His fingers tighten around the stem of his wine glass. “I care about you.” The words come out strained, as if they’re being pulled from the depths of his soul. “I don’t... I don’t care about things. Or people. I never have.”

“Is that supposed to be a compliment?” I ask, unsure how to process this confession from a man like him.

“It’s not supposed to be anything.” Landon sets his glass down with deliberate care. “It just is. And it terrifies me.”

The admission of fear from someone like Landon Blackwood feels momentous.

“I can’t think of life without you by my side anymore,” he continues, his voice dropping. “I’ve tried. I’ve imagined you walking away when this year is over, and it feels...” He pauses, struggling for words. “It feels like drowning.”

My breath catches. This is as close to a declaration of love as someone like Landon could possibly get. Not flowery words or romantic gestures, but the stark admission that he’s come to need me in a way he never expected.

“Landon, I—”

“Don’t,” he interrupts, reaching for my hand. “You don’t have to say anything. I just need you to know.”

His fingers tighten around mine, and I watch his throat work as he swallows hard.

“I’ve never said this to anyone before,” he continues, voice rough.

“I don’t even know if I’m capable of saying it right.

” His eyes lock with mine, intense and vulnerable in a way I’ve never seen.

“But you’ve become essential to me, Sadie.

Not as a possession or a prize. As someone far more vital. You’re the air I breathe now.”

My heart pounds against my ribs as I recognize what he’s trying to say.

“I want to give you more space,” he says quietly. “Not to hold you, not to keep you caged—I want to stand beside you. As an equal. As a partner.” His thumb traces slow circles on my palm. “I want you to choose me, not because of a contract or the Hunt, but because you want to.”

This is Landon Blackwood—cold, calculating—offering me a choice he’s never given anyone.

“I don’t know how to do this,” he admits. “But I want to try. For you.”

I lean forward and press my lips to his, a kiss that says everything I can’t put into words. His uninjured arm wraps around me, pulling me closer.

When we break apart, I rest my forehead against his. “I choose you,” I whisper. “But Landon, I need you to understand something.”
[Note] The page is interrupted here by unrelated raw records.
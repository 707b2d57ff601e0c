use crate::base::loadstate::LoadState;
use crate::base::neterror::FetchError;
use crate::http::orderedheaders::OrderedHeaderMap;
use crate::http::requestbody::Payload;
use crate::http::streamfactory::{HttpStream, HttpStreamFactory};
use crate::socket::pool::{GroupId, Pooled};
use bytes::Bytes;
use http::header::{CONNECTION, CONTENT_LENGTH, HOST, LOCATION, SET_COOKIE};
use http::{HeaderMap, HeaderValue, Method, Request, StatusCode, Version};
use http_body_util::{BodyExt, Full};
use std::sync::Arc;
use std::time::Duration;
use url::Url;

/// A request after URL resolution, ready for the request middleware and
/// then the wire.
#[derive(Debug)]
pub struct PreparedRequest {
    pub method: Method,
    pub url: Url,
    pub headers: OrderedHeaderMap,
    /// Logical payload; the body encoder turns it into `body`.
    pub payload: Option<Payload>,
    pub body: Bytes,
    pub timeout: Duration,
}

impl PreparedRequest {
    pub fn new(method: Method, url: Url, timeout: Duration) -> Self {
        Self {
            method,
            url,
            headers: OrderedHeaderMap::new(),
            payload: None,
            body: Bytes::new(),
            timeout,
        }
    }

    pub fn group(&self) -> Result<GroupId, FetchError> {
        GroupId::from_url(&self.url).ok_or(FetchError::InvalidUrl)
    }

    /// `/path?query`, the request-target of an origin-form request line.
    pub fn origin_form(&self) -> String {
        match self.url.query() {
            Some(q) => format!("{}?{}", self.url.path(), q),
            None => self.url.path().to_string(),
        }
    }

    /// `host[:port]`, with the port omitted when it is the scheme default.
    fn host_header(&self) -> Result<String, FetchError> {
        let host = self.url.host_str().ok_or(FetchError::InvalidUrl)?;
        Ok(match self.url.port() {
            Some(port) => format!("{host}:{port}"),
            None => host.to_string(),
        })
    }

    /// Build the wire request. `Host` and `Connection: keep-alive` are always
    /// asserted; a request with a body carries its `Content-Length`.
    pub fn to_http(&self) -> Result<Request<Full<Bytes>>, FetchError> {
        let mut headers = self.headers.clone();
        headers.insert(HOST.as_str(), &self.host_header()?)?;
        headers.insert(CONNECTION.as_str(), "keep-alive")?;
        if self.method != Method::GET || !self.body.is_empty() {
            headers.insert(CONTENT_LENGTH.as_str(), &self.body.len().to_string())?;
        }

        let mut req = Request::builder()
            .method(self.method.clone())
            .uri(self.origin_form())
            .version(Version::HTTP_11)
            .body(Full::new(self.body.clone()))
            .map_err(|_| FetchError::InvalidUrl)?;
        *req.headers_mut() = headers.to_header_map();
        Ok(req)
    }
}

/// A completed exchange: status line, headers and the full raw body.
#[derive(Debug, Clone)]
pub struct RawResponse {
    pub url: Url,
    pub status: StatusCode,
    pub version: Version,
    pub headers: HeaderMap,
    /// Reason phrase from the status line, when it differs from the
    /// canonical one.
    pub reason: Option<String>,
    pub body: Bytes,
}

impl RawResponse {
    pub fn reason(&self) -> &str {
        self.reason
            .as_deref()
            .or_else(|| self.status.canonical_reason())
            .unwrap_or("")
    }

    /// Every `Set-Cookie` header value, in arrival order.
    pub fn set_cookies(&self) -> impl Iterator<Item = &str> {
        self.headers
            .get_all(SET_COOKIE)
            .iter()
            .filter_map(|v| v.to_str().ok())
    }

    pub fn location(&self) -> Option<&str> {
        self.headers.get(LOCATION).and_then(|v| v.to_str().ok())
    }

    /// Whether the server left the connection usable for another request.
    pub fn keeps_alive(&self) -> bool {
        let tokens = |v: &HeaderValue| {
            v.to_str()
                .map(|s| s.split(',').map(|t| t.trim().to_ascii_lowercase()).collect::<Vec<_>>())
                .unwrap_or_default()
        };
        let connection: Vec<String> = self.headers.get_all(CONNECTION).iter().flat_map(tokens).collect();

        if connection.iter().any(|t| t == "close") {
            return false;
        }
        match self.version {
            Version::HTTP_10 | Version::HTTP_09 => connection.iter().any(|t| t == "keep-alive"),
            _ => true,
        }
    }
}

/// Internal state machine states.
#[derive(Debug, Clone, Copy, PartialEq, Eq)]
enum State {
    Idle,
    CreateStream,
    SendRequest,
    ReadBody,
    Done,
}

impl State {
    /// Map internal state to public LoadState.
    fn to_load_state(self) -> LoadState {
        match self {
            State::Idle => LoadState::Idle,
            State::CreateStream | State::SendRequest | State::ReadBody => LoadState::Sending,
            State::Done => LoadState::Received,
        }
    }
}

/// One request/response exchange over a pooled connection.
/// Equivalent to net::HttpNetworkTransaction.
///
/// A transport error on a *reused* connection is retried exactly once on a
/// fresh connection: the peer may have closed it while it sat idle. A
/// timeout is never retried and the connection is dropped.
pub struct HttpNetworkTransaction {
    factory: Arc<HttpStreamFactory>,
    keep_alive: Duration,
    state: State,
    stream: Option<Pooled<HttpStream>>,
    head: Option<(http::response::Parts, hyper::body::Incoming)>,
    response: Option<RawResponse>,
    retried: bool,
}

impl HttpNetworkTransaction {
    /// `keep_alive` is the idle window granted to the connection afterwards.
    pub fn new(factory: Arc<HttpStreamFactory>, keep_alive: Duration) -> Self {
        Self {
            factory,
            keep_alive,
            state: State::Idle,
            stream: None,
            head: None,
            response: None,
            retried: false,
        }
    }

    /// Get the current load state (for progress reporting).
    pub fn get_load_state(&self) -> LoadState {
        self.state.to_load_state()
    }

    /// Whether the exchange needed its fresh-connection retry.
    pub fn was_retried(&self) -> bool {
        self.retried
    }

    /// Run the exchange under `request.timeout`.
    pub async fn start(&mut self, request: &PreparedRequest) -> Result<RawResponse, FetchError> {
        let group = request.group()?;
        self.state = State::CreateStream;
        self.retried = false;

        let outcome = tokio::time::timeout(request.timeout, self.do_loop(request, &group)).await;
        let result = match outcome {
            Ok(result) => result,
            Err(_) => {
                tracing::debug!(group = %group, timeout = ?request.timeout, "request timed out");
                Err(FetchError::ConnectionTimedOut)
            }
        };

        if result.is_err() {
            // Never pool a connection in an unknown state.
            self.stream = None;
            self.head = None;
            self.state = State::Idle;
        }
        result
    }

    async fn do_loop(&mut self, request: &PreparedRequest, group: &GroupId) -> Result<RawResponse, FetchError> {
        loop {
            match self.state {
                State::Idle => return Err(FetchError::ConnectionClosed),
                State::CreateStream => {
                    let stream = if self.retried {
                        self.factory.fresh_stream(group, request.timeout).await?
                    } else {
                        self.factory.request_stream(group, request.timeout).await?
                    };
                    self.stream = Some(stream);
                    self.state = State::SendRequest;
                }
                State::SendRequest => {
                    let req = request.to_http()?;
                    let stream = self.stream.as_mut().ok_or(FetchError::ConnectionClosed)?;
                    match stream.conn.send_request(req).await {
                        Ok(resp) => {
                            self.head = Some(resp.into_parts());
                            self.state = State::ReadBody;
                        }
                        Err(e) => self.retry_or_fail(group, e)?,
                    }
                }
                State::ReadBody => {
                    let (parts, body) = self.head.take().ok_or(FetchError::InvalidResponse)?;
                    match body.collect().await {
                        Ok(collected) => {
                            let reason = parts
                                .extensions
                                .get::<hyper::ext::ReasonPhrase>()
                                .map(|r| String::from_utf8_lossy(r.as_bytes()).into_owned());
                            self.response = Some(RawResponse {
                                url: request.url.clone(),
                                status: parts.status,
                                version: parts.version,
                                headers: parts.headers,
                                reason,
                                body: collected.to_bytes(),
                            });
                            self.state = State::Done;
                        }
                        Err(e) => self.retry_or_fail(group, e.into())?,
                    }
                }
                State::Done => {
                    let response = self.response.take().ok_or(FetchError::InvalidResponse)?;
                    self.finish_stream(group, &response);
                    return Ok(response);
                }
            }
        }
    }

    /// Retry once on a fresh connection if the failed one was reused.
    fn retry_or_fail(&mut self, group: &GroupId, err: FetchError) -> Result<(), FetchError> {
        let reused = self.stream.as_ref().is_some_and(|s| s.reused);
        self.stream = None;
        self.head = None;

        if reused && !self.retried && err.is_retryable_on_reuse() {
            tracing::debug!(group = %group, error = %err, "reused connection failed, retrying on a fresh one");
            self.retried = true;
            self.state = State::CreateStream;
            return Ok(());
        }
        Err(err)
    }

    fn finish_stream(&mut self, group: &GroupId, response: &RawResponse) {
        let Some(stream) = self.stream.take() else {
            return;
        };
        if response.keeps_alive() {
            self.factory.release(group, stream.conn, self.keep_alive);
        } else {
            tracing::debug!(group = %group, "server closed keep-alive, dropping connection");
        }
    }
}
He waits, eyes searching mine.

“The dominance—don’t take that away,” I say. “After what happened, I felt broken, cut off from myself. But with you, when you take the lead…” I falter, searching. “It makes me feel whole again. Like I’ve reclaimed what was stolen from me.

Understanding dawns in his eyes. “You want both,” he says. “Freedom and submission.”
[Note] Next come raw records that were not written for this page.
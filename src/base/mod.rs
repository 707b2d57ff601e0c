//! Base types and error handling.
//!
//! - [`FetchError`](neterror::FetchError): every error a fetch can surface
//! - [`LoadState`](loadstate::LoadState): states of a logical fetch
//! - [`expand_home`](filepath::expand_home): `~` expansion for on-disk paths

pub mod filepath;
pub mod loadstate;
pub mod neterror;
“Yes.” I nod slowly. “In the world, I’ll be your equal. In bed, I’ll be whatever you want me to be.”

His lips curve into that familiar, wolfish smile, which sends heat coursing through me. “That,” he says, voice dropping lower, “I can definitely provide, little butterfly.”
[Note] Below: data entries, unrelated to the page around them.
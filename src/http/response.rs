//! HTTP Response with body access.

use crate::base::filepath::expand_home;
use crate::base::neterror::FetchError;
use crate::http::transaction::RawResponse;
use bytes::Bytes;
use encoding_rs::Encoding;
use flate2::read::GzDecoder;
use http::header::{CONTENT_ENCODING, CONTENT_TYPE};
use http::{HeaderMap, StatusCode, Version};
use std::io::{self, Read, Write};
use std::path::Path;
use std::sync::OnceLock;
use url::Url;

/// A completed response.
///
/// The body is gunzipped once at construction. Text decoding happens on
/// first use and is cached.
#[derive(Debug)]
pub struct Response {
    url: Url,
    status: StatusCode,
    version: Version,
    headers: HeaderMap,
    reason: Option<String>,
    content: Bytes,
    charset: String,
    encoding: &'static Encoding,
    text: OnceLock<String>,
}

impl Response {
    /// Wrap a raw exchange. `default_charset` applies when `Content-Type`
    /// names no charset or one that is not recognised.
    pub fn from_raw(raw: RawResponse, default_charset: &str) -> Result<Self, FetchError> {
        let content = if is_gzip(&raw.headers) && !raw.body.is_empty() {
            gunzip(&raw.body)?
        } else {
            raw.body
        };

        let declared = raw
            .headers
            .get(CONTENT_TYPE)
            .and_then(|v| v.to_str().ok())
            .and_then(charset_from_content_type);
        let (charset, encoding) = match declared.and_then(|label| lookup(&label).map(|enc| (label, enc))) {
            Some(found) => found,
            None => (
                default_charset.to_string(),
                lookup(default_charset).unwrap_or(encoding_rs::UTF_8),
            ),
        };

        Ok(Self {
            url: raw.url,
            status: raw.status,
            version: raw.version,
            headers: raw.headers,
            reason: raw.reason,
            content,
            charset,
            encoding,
            text: OnceLock::new(),
        })
    }

    /// Get the status code.
    pub fn status(&self) -> StatusCode {
        self.status
    }

    /// Reason phrase as sent by the server, else the canonical one.
    pub fn reason(&self) -> &str {
        self.reason
            .as_deref()
            .or_else(|| self.status.canonical_reason())
            .unwrap_or("")
    }

    /// Get the HTTP version.
    pub fn version(&self) -> Version {
        self.version
    }

    /// Get a reference to the headers.
    pub fn headers(&self) -> &HeaderMap {
        &self.headers
    }

    /// The URL that produced this response, after redirects.
    pub fn url(&self) -> &Url {
        &self.url
    }

    /// Decompressed body bytes.
    pub fn content(&self) -> &Bytes {
        &self.content
    }

    pub fn raw(&self) -> &[u8] {
        &self.content
    }

    /// Resolved charset label: a recognised `Content-Type` parameter or the
    /// default.
    pub fn charset(&self) -> &str {
        &self.charset
    }

    /// Body decoded with the resolved charset. Invalid sequences become
    /// U+FFFD.
    pub fn text(&self) -> &str {
        self.text.get_or_init(|| decode(&self.content, self.encoding))
    }

    /// Body decoded with an explicit charset. An unknown label falls back to
    /// the resolved one.
    pub fn text_with_charset(&self, label: &str) -> String {
        decode(&self.content, lookup(label).unwrap_or(self.encoding))
    }

    /// Parse the text body as JSON.
    pub fn json(&self) -> Result<serde_json::Value, FetchError> {
        self.json_as()
    }

    pub fn json_as<T: serde::de::DeserializeOwned>(&self) -> Result<T, FetchError> {
        let text = self.text();
        serde_json::from_str(text).map_err(|_| FetchError::InvalidJson {
            body: text.to_string(),
        })
    }

    /// Write the body to `path`; a leading `~` expands to the home directory.
    pub fn save_to(&self, path: impl AsRef<Path>) -> Result<(), FetchError> {
        let path = expand_home(path.as_ref());
        std::fs::write(&path, &self.content).map_err(|e| FetchError::Io {
            message: format!("{}: {}", path.display(), e),
        })
    }

    /// Write the body to an open writer.
    pub fn write_to(&self, mut writer: impl Write) -> io::Result<()> {
        writer.write_all(&self.content)
    }
}

fn is_gzip(headers: &HeaderMap) -> bool {
    headers
        .get(CONTENT_ENCODING)
        .and_then(|v| v.to_str().ok())
        .is_some_and(|v| v.trim().eq_ignore_ascii_case("gzip"))
}

fn gunzip(data: &[u8]) -> Result<Bytes, FetchError> {
    let mut out = Vec::new();
    GzDecoder::new(data).read_to_end(&mut out).map_err(|e| {
        tracing::debug!(error = %e, "gzip body failed to decode");
        FetchError::ContentDecodingFailed
    })?;
    Ok(Bytes::from(out))
}

/// `charset=` parameter of a `Content-Type` value, unquoted.
fn charset_from_content_type(content_type: &str) -> Option<String> {
    content_type.split(';').skip(1).find_map(|param| {
        let (key, value) = param.split_once('=')?;
        if !key.trim().eq_ignore_ascii_case("charset") {
            return None;
        }
        let value = value.trim().trim_matches('"').trim();
        (!value.is_empty()).then(|| value.to_string())
    })
}

fn lookup(label: &str) -> Option<&'static Encoding> {
    let found = Encoding::for_label(label.trim().as_bytes());
    if found.is_none() {
        tracing::debug!(charset = %label, "unknown charset label");
    }
    found
}

/// Decode with replacement.
fn decode(bytes: &[u8], encoding: &'static Encoding) -> String {
    let (text, _, _) = encoding.decode(bytes);
    text.into_owned()
}

#[cfg(test)]
mod tests {
    use super::*;
    use flate2::write::GzEncoder;
    use flate2::Compression;
    use http::HeaderValue;

    fn raw(headers: &[(&'static str, &'static str)], body: impl Into<Bytes>) -> RawResponse {
        let mut map = HeaderMap::new();
        for (k, v) in headers {
            map.append(*k, HeaderValue::from_static(v));
        }
        RawResponse {
            url: Url::parse("http://example.test/").unwrap(),
            status: StatusCode::OK,
            version: Version::HTTP_11,
            headers: map,
            reason: None,
            body: body.into(),
        }
    }

    fn gzip(data: &[u8]) -> Vec<u8> {
        let mut enc = GzEncoder::new(Vec::new(), Compression::default());
        enc.write_all(data).unwrap();
        enc.finish().unwrap()
    }

    #[test]
    fn test_gzip_is_transparent() {
        let resp = Response::from_raw(
            raw(&[("content-encoding", "gzip")], gzip(b"hello, world")),
            "utf-8",
        )
        .unwrap();
        assert_eq!(resp.text(), "hello, world");
        assert_eq!(resp.content().as_ref(), b"hello, world");
    }

    #[test]
    fn test_corrupt_gzip_fails() {
        let err = Response::from_raw(raw(&[("content-encoding", "gzip")], "plain"), "utf-8").unwrap_err();
        assert_eq!(err, FetchError::ContentDecodingFailed);
    }

    #[test]
    fn test_charset_resolution_order() {
        let latin1 = vec![0x63, 0x61, 0x66, 0xe9]; // "café" in latin-1

        let resp = Response::from_raw(
            raw(&[("content-type", "text/html; Charset=\"ISO-8859-1\"")], latin1.clone()),
            "utf-8",
        )
        .unwrap();
        assert_eq!(resp.charset(), "ISO-8859-1");
        assert_eq!(resp.text(), "café");

        let resp = Response::from_raw(raw(&[("content-type", "text/html")], latin1.clone()), "latin1").unwrap();
        assert_eq!(resp.charset(), "latin1");
        assert_eq!(resp.text(), "café");

        let resp = Response::from_raw(raw(&[], latin1), "utf-8").unwrap();
        assert_eq!(resp.text(), "caf\u{fffd}");
        assert_eq!(resp.text_with_charset("windows-1252"), "café");
    }

    #[test]
    fn test_unknown_charset_uses_configured_default() {
        let resp = Response::from_raw(
            raw(&[("content-type", "text/html; charset=x-bogus")], &b"caf\xe9"[..]),
            "windows-1252",
        )
        .unwrap();
        assert_eq!(resp.charset(), "windows-1252");
        assert_eq!(resp.text(), "café");
        assert_eq!(resp.text_with_charset("also-bogus"), "café");
    }

    #[test]
    fn test_empty_gzip_body_is_empty() {
        let resp = Response::from_raw(raw(&[("content-encoding", "gzip")], Bytes::new()), "utf-8").unwrap();
        assert!(resp.content().is_empty());
        assert_eq!(resp.text(), "");
    }

    #[test]
    fn test_reason_prefers_server_phrase() {
        let mut r = raw(&[], "");
        assert_eq!(Response::from_raw(r.clone(), "utf-8").unwrap().reason(), "OK");
        r.reason = Some("Fine".to_string());
        assert_eq!(Response::from_raw(r, "utf-8").unwrap().reason(), "Fine");
    }

    #[test]
    fn test_json() {
        let resp = Response::from_raw(raw(&[], r#"{"a": [1, 2]}"#), "utf-8").unwrap();
        assert_eq!(resp.json().unwrap()["a"][1], 2);
        let v: Vec<u32> = Response::from_raw(raw(&[], "[1,2,3]"), "utf-8").unwrap().json_as().unwrap();
        assert_eq!(v, [1, 2, 3]);
    }

    #[test]
    fn test_invalid_json_carries_body() {
        let resp = Response::from_raw(raw(&[], "not json"), "utf-8").unwrap();
        assert_eq!(
            resp.json().unwrap_err(),
            FetchError::InvalidJson {
                body: "not json".to_string()
            }
        );
    }

    #[test]
    fn test_save_to() {
        let dir = tempfile::tempdir().unwrap();
        let path = dir.path().join("out.bin");
        let resp = Response::from_raw(raw(&[], "payload"), "utf-8").unwrap();
        resp.save_to(&path).unwrap();
        assert_eq!(std::fs::read(&path).unwrap(), b"payload");

        let mut sink = Vec::new();
        resp.write_to(&mut sink).unwrap();
        assert_eq!(sink, b"payload");
    }
}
I stare at our intertwined fingers, still processing the gravity of what we’ve discussed. I’m sitting beside a man who drugged me, carved his initials into my skin, and tonight killed to protect me. A man I should hate. A man I should fear.

A man I’ve fallen for.

How did this happen? When did terror and desire blur into something deeper?

For weeks I’ve tried to fit Landon Blackwood into a box—psychopath, monster—but none of them fit anymore.

He’s still dangerous, still possessive, still steeped in darkness I can’t fully grasp.

Yet beneath it all, another layer waits. Real. Unshakable.

The strangest part is how clearly I see myself now.

The assault left me fractured, disconnected from myself.

I buried the part of me that craved submission, convinced it made me weak or broken.

But Landon dragged that part into the light, forced me to acknowledge it, to embrace it.

With him, I don’t have to pretend. My darkness recognizes his, calls to it, dances with it.

Maybe we’re both broken in complementary ways. His need to possess perfectly aligned with my need to be claimed. His darkness recognizing mine. Two damaged people finding their safe harbor in each other in a way that would horrify anyone looking in from the outside.

However, I feel more like myself than I have in years.